For each scene, we provide the ground-truth trajectories in CSV format. These trajectories include the translational (tx) and rotational (ro) components that make up the homogenous transformation matrix representing the robot's poses.
Each row in the CSV file corresponds to a single timestamped pose and is formatted as follows:
Time (timestamp): The timestamp of the data point that indicates when the pose was recorded. It is provided in the standard ROS Unix epoch.
Position Components (position_x, position_y, position_z): This is the absolute position coordinates of the robot in 3D space. It describes its coordinates in the global and fixed reference frame.

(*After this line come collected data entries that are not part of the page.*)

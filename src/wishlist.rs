//! Wishlist aggregate: saved products with the time they were added.

use std::sync::Arc;

use chrono::Utc;

use crate::error::Result;
use crate::events::{EventBus, StorefrontEvent};
use crate::models::{ProductId, WishlistLine};
use crate::storage::{self, Storage};

/// Outcome of [`Wishlist::toggle_wishlist_item`].
#[derive(Debug, Clone, Copy, PartialEq, Eq)]
pub enum WishlistToggle {
    /// The product was not saved and now is.
    Added,
    /// The product was saved and no longer is.
    Removed,
}

/// A user's wishlist. Presence is the only state per product.
#[derive(Debug)]
pub struct Wishlist<S> {
    /// Backend the lines are persisted to.
    storage: S,
    /// Bus notified of additions and removals.
    bus: Arc<EventBus>,
    /// Storage key of the line list.
    key: String,
    /// Lines in insertion order, unique per product.
    lines: Vec<WishlistLine>,
}

impl<S: Storage> Wishlist<S> {
    /// Hydrates the wishlist stored under `key`.
    ///
    /// # Errors
    ///
    /// Returns an error if the storage backend fails to read.
    #[inline]
    pub fn load<T: Into<String>>(storage: S, bus: Arc<EventBus>, key: T) -> Result<Self> {
        let storage_key = key.into();
        let lines = read_lines(&storage, &storage_key)?;
        Ok(Self {
            storage,
            bus,
            key: storage_key,
            lines,
        })
    }

    /// Saves the product if absent, removes it if present.
    ///
    /// Publishes exactly one [`StorefrontEvent::WishlistItemAdded`] or
    /// [`StorefrontEvent::WishlistItemRemoved`].
    ///
    /// # Errors
    ///
    /// Returns a storage error if the write fails; the wishlist is left
    /// unchanged and no event is published.
    #[tracing::instrument(skip_all, fields(product_id = %product_id))]
    #[inline]
    pub fn toggle_wishlist_item(&mut self, product_id: &ProductId) -> Result<WishlistToggle> {
        if self.is_in_wishlist(product_id) {
            self.commit(self.without(product_id))?;
            self.bus
                .publish(&StorefrontEvent::WishlistItemRemoved(product_id.clone()));
            Ok(WishlistToggle::Removed)
        } else {
            let mut lines = self.lines.clone();
            lines.push(WishlistLine {
                product_id: product_id.clone(),
                added_at: Utc::now(),
            });
            self.commit(lines)?;
            self.bus
                .publish(&StorefrontEvent::WishlistItemAdded(product_id.clone()));
            Ok(WishlistToggle::Added)
        }
    }

    /// Removes a product. Returns `false` (and publishes nothing) if it was
    /// not saved.
    ///
    /// # Errors
    ///
    /// Returns a storage error if the write fails.
    #[tracing::instrument(skip_all, fields(product_id = %product_id))]
    #[inline]
    pub fn remove_from_wishlist(&mut self, product_id: &ProductId) -> Result<bool> {
        if !self.is_in_wishlist(product_id) {
            return Ok(false);
        }
        self.commit(self.without(product_id))?;
        self.bus
            .publish(&StorefrontEvent::WishlistItemRemoved(product_id.clone()));
        Ok(true)
    }

    /// Drops every line, e.g. on sign-out. Publishes one removal per line.
    ///
    /// # Errors
    ///
    /// Returns a storage error if the write fails.
    #[inline]
    pub fn clear(&mut self) -> Result<()> {
        let removed = core::mem::take(&mut self.lines);
        if let Err(err) = storage::save_json(&self.storage, &self.key, &self.lines) {
            self.lines = removed;
            return Err(err);
        }
        for line in removed {
            self.bus
                .publish(&StorefrontEvent::WishlistItemRemoved(line.product_id));
        }
        Ok(())
    }

    /// Re-reads the lines from storage.
    ///
    /// # Errors
    ///
    /// Returns an error if the storage backend fails to read.
    #[inline]
    pub fn reload(&mut self) -> Result<()> {
        self.lines = read_lines(&self.storage, &self.key)?;
        Ok(())
    }

    /// Returns `true` if the product is saved.
    #[inline]
    #[must_use]
    pub fn is_in_wishlist(&self, product_id: &ProductId) -> bool {
        self.lines.iter().any(|line| line.product_id == *product_id)
    }

    /// Number of saved products.
    #[inline]
    #[must_use]
    pub fn item_count(&self) -> usize {
        self.lines.len()
    }

    /// Lines in insertion order.
    #[inline]
    #[must_use]
    pub fn lines(&self) -> &[WishlistLine] {
        &self.lines
    }

    /// Lines ordered most recently added first.
    #[inline]
    #[must_use]
    pub fn sorted_for_display(&self) -> Vec<WishlistLine> {
        let mut lines = self.lines.clone();
        lines.sort_by(|left, right| right.added_at.cmp(&left.added_at));
        lines
    }

    /// Storage key the wishlist is persisted under.
    #[inline]
    #[must_use]
    pub fn key(&self) -> &str {
        &self.key
    }

    /// Current lines minus one product.
    fn without(&self, product_id: &ProductId) -> Vec<WishlistLine> {
        self.lines
            .iter()
            .filter(|line| line.product_id != *product_id)
            .cloned()
            .collect()
    }

    /// Persists `lines`, then commits them.
    fn commit(&mut self, lines: Vec<WishlistLine>) -> Result<()> {
        storage::save_json(&self.storage, &self.key, &lines)?;
        self.lines = lines;
        tracing::debug!(lines = self.lines.len(), "wishlist saved");
        Ok(())
    }
}

/// Loads lines, keeping the first occurrence of each product.
fn read_lines<S: Storage + ?Sized>(storage: &S, key: &str) -> Result<Vec<WishlistLine>> {
    let mut lines: Vec<WishlistLine> = storage::load_list(storage, key)?;
    let mut seen = std::collections::HashSet::new();
    lines.retain(|line| seen.insert(line.product_id.clone()));
    Ok(lines)
}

Orientation Components (orientation_x, orientation_y, orientation_z, orientation_w): The quaternion representation of the robot's orientation. This captures the robot's rotation in space.
(a) Geospatial map
(b) Pseudo-ground truth map
(c) Spatial reconstruction
(d) Features distribution
Geographic map and the reconstructed maps in one of the scenes in EnvoDat. (a) Satellite image with annotated trajectory and waypoints P1 - P5, where we slowed the robot for multiple measurements to refine pose estimates. (b) Dense LiDAR inertial odometry pseudo-ground truth reconstruction. (c) Reconstructed map from raw LiDAR point clouds for scale precision. (d) Feature point distribution from the reconstructed map, showing high-density regions where the robot slowed and low-density areas of faster movement. The robot’s trajectory, overlaid on the density bars, is colour-coded based on the cumulative distance transitioning from blue (start) to red (end). This data supports the correlative analysis of the impact of feature densities on SLAM algorithm performance.